Abstract:
The economic consequence of engagement in socially responsible activities on firm valuation is
quite a contentious issue. The debate on whether the objective of business is to maximize
shareholders’ wealth or to maximize the welfare of society touches upon issues relevant to the
long-term sustainability of firms. Businesses are under increasing pressure to act more ethically
and responsibly due to the changes in technology, easy access to information, and better awareness
of the adverse effects of business operations. Public pressure is mounting for corporate
accountability covering all aspects of business operations whether legal, social, moral, governance,
or financial by various stakeholders. Consequently, corporations are responding by issuing
corporate social responsibility (CSR) related reports and analysts are providing coverage on CSRrelated issues. Increasing number of investors not only evaluate the financial performance of firms
but also looking at how corporations are meeting their social responsibilities.
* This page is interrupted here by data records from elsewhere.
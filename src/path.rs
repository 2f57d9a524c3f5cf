// Copyright 2025 Crrow
//
// Licensed under the Apache License, Version 2.0 (the "License");
// you may not use this file except in compliance with the License.
// You may obtain a copy of the License at
//
//      http://www.apache.org/licenses/LICENSE-2.0
//
// Unless required by applicable law or agreed to in writing, software
// distributed under the License is distributed on an "AS IS" BASIS,
// WITHOUT WARRANTIES OR CONDITIONS OF ANY KIND, either express or implied.
// See the License for the specific language governing permissions and
// limitations under the License.

use std::path::{Path, PathBuf};

use crate::Result;

/// Returns the path of a slab's data file: `<dir>/<name>-<id>.data`.
pub(crate) fn slab_data_path(dir: &Path, name: &str, slab: u32) -> PathBuf {
    dir.join(format!("{name}-{slab}.data"))
}

/// Returns the path of a slab's index file: `<dir>/<name>-<id>.index`.
pub(crate) fn slab_index_path(dir: &Path, name: &str, slab: u32) -> PathBuf {
    dir.join(format!("{name}-{slab}.index"))
}

/// Returns the path of the cursor file: `<dir>/<name>.position`.
pub(crate) fn position_path(dir: &Path, name: &str) -> PathBuf {
    dir.join(format!("{name}.position"))
}

/// Extracts the slab id from a filename of the form `<name>-<digits>.index`.
///
/// Only `.index` files identify a slab; the digits must be non-empty, unsigned
/// and base-10. Leading zeros are accepted. Anything else is `None`.
pub(crate) fn parse_slab_id(name: &str, filename: &str) -> Option<u32> {
    let digits = filename
        .strip_prefix(name)?
        .strip_prefix('-')?
        .strip_suffix(".index")?;
    if digits.is_empty() || !digits.bytes().all(|b| b.is_ascii_digit()) {
        return None;
    }
    digits.parse().ok()
}

/// Scans the storage directory for this queue's slab ids, sorted ascending.
pub(crate) fn live_slab_ids(dir: &Path, name: &str) -> Result<Vec<u32>> {
    let mut ids = Vec::new();
    for entry in std::fs::read_dir(dir)? {
        let entry = entry?;
        if !entry.file_type()?.is_file() {
            continue;
        }
        let filename = entry.file_name();
        let Some(filename) = filename.to_str() else {
            continue;
        };
        if let Some(id) = parse_slab_id(name, filename) {
            ids.push(id);
        }
    }
    ids.sort_unstable();
    Ok(ids)
}

/// Lowest live slab id, or `None` when the directory holds no slab.
pub(crate) fn head_slab_id(dir: &Path, name: &str) -> Result<Option<u32>> {
    Ok(live_slab_ids(dir, name)?.first().copied())
}

/// Highest live slab id; 0 when the directory holds no slab.
pub(crate) fn tail_slab_id(dir: &Path, name: &str) -> Result<u32> {
    Ok(live_slab_ids(dir, name)?.last().copied().unwrap_or(0))
}

#[cfg(test)]
mod tests {
    use tempfile::TempDir;
    use test_case::test_case;

    use super::*;

    #[test_case("simple-1.index", Some(1))]
    #[test_case("simple-01.index", Some(1))]
    #[test_case("simple-32131231.index", Some(32131231))]
    #[test_case("simple-01.data", None)]
    #[test_case("simple--1.data", None)]
    #[test_case("simple--1.index", None)]
    #[test_case("notsimple-32131231.index", None)]
    #[test_case("simple-dsas.index", None)]
    #[test_case("simple-.index", None)]
    #[test_case("simple.position", None)]
    fn test_parse_slab_id(filename: &str, expected: Option<u32>) {
        assert_eq!(parse_slab_id("simple", filename), expected);
    }

    #[test]
    fn test_slab_paths() {
        let dir = Path::new("/queue");
        assert_eq!(
            slab_data_path(dir, "q", 3),
            PathBuf::from("/queue/q-3.data")
        );
        assert_eq!(
            slab_index_path(dir, "q", 3),
            PathBuf::from("/queue/q-3.index")
        );
        assert_eq!(position_path(dir, "q"), PathBuf::from("/queue/q.position"));
    }

    #[test]
    fn test_scan_orders_numerically() {
        let temp_dir = TempDir::new().unwrap();
        for id in [10, 2, 1] {
            std::fs::File::create(slab_index_path(temp_dir.path(), "q", id)).unwrap();
            std::fs::File::create(slab_data_path(temp_dir.path(), "q", id)).unwrap();
        }
        // Files of another queue in the same directory are invisible.
        std::fs::File::create(temp_dir.path().join("other-5.index")).unwrap();

        let ids = live_slab_ids(temp_dir.path(), "q").unwrap();
        assert_eq!(ids, vec![1, 2, 10]);
        assert_eq!(head_slab_id(temp_dir.path(), "q").unwrap(), Some(1));
        assert_eq!(tail_slab_id(temp_dir.path(), "q").unwrap(), 10);
    }

    #[test]
    fn test_empty_directory() {
        let temp_dir = TempDir::new().unwrap();
        assert!(live_slab_ids(temp_dir.path(), "q").unwrap().is_empty());
        assert_eq!(head_slab_id(temp_dir.path(), "q").unwrap(), None);
        assert_eq!(tail_slab_id(temp_dir.path(), "q").unwrap(), 0);
    }
}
Academic literature related to the benefits of CSR engagement suggests two channels: a wealth
enhancement function and a wealth protection function. This study empirically investigates the
wealth protection channels of CSR. Specifically, three questions are addressed in this thesis in
three different essays. The first essay investigates the impact of engagement in CSR and how it
affectsthe credit default risk of firms. The second essay explores whether CSR disclosures mitigate
stock price misalignment through increased firm-specific information diffusion. The last essay
considers whether socially responsible firms develop and sustain social capital through superior
business practices and investigates whether this social capital is reflected in the financial
statements attested by external auditors.
To measure the level of CSR engagement, annual data on CSR-related disclosures of non-financial
US firms from 2000 to 2012 was obtained from KLD Research and Analytics Inc. While financial
statements, market prices and analysts’ recommendation data was acquired from Thomson
Reuters’ DataStream. The data for auditors’ opinions was obtained from Audit Analytics. In
addition to the composite measure of CSR using the principle component analysis (PCA)
technique, separate measures related to primary and secondary stakeholders are developed to
understand whether the impact of CSR is any different based on CSR activities.
The empirical findings support the credit protection function of CSR. The empirical results
indicate that firms scoring higher on CSR index have significantly lower default risk. However,
this negative relationship between CSR and probability-of-default is more pronounced in CSR
activities related to primary stakeholders while CSR-related to secondary stakeholders do not have
any significant risk mitigation relationship.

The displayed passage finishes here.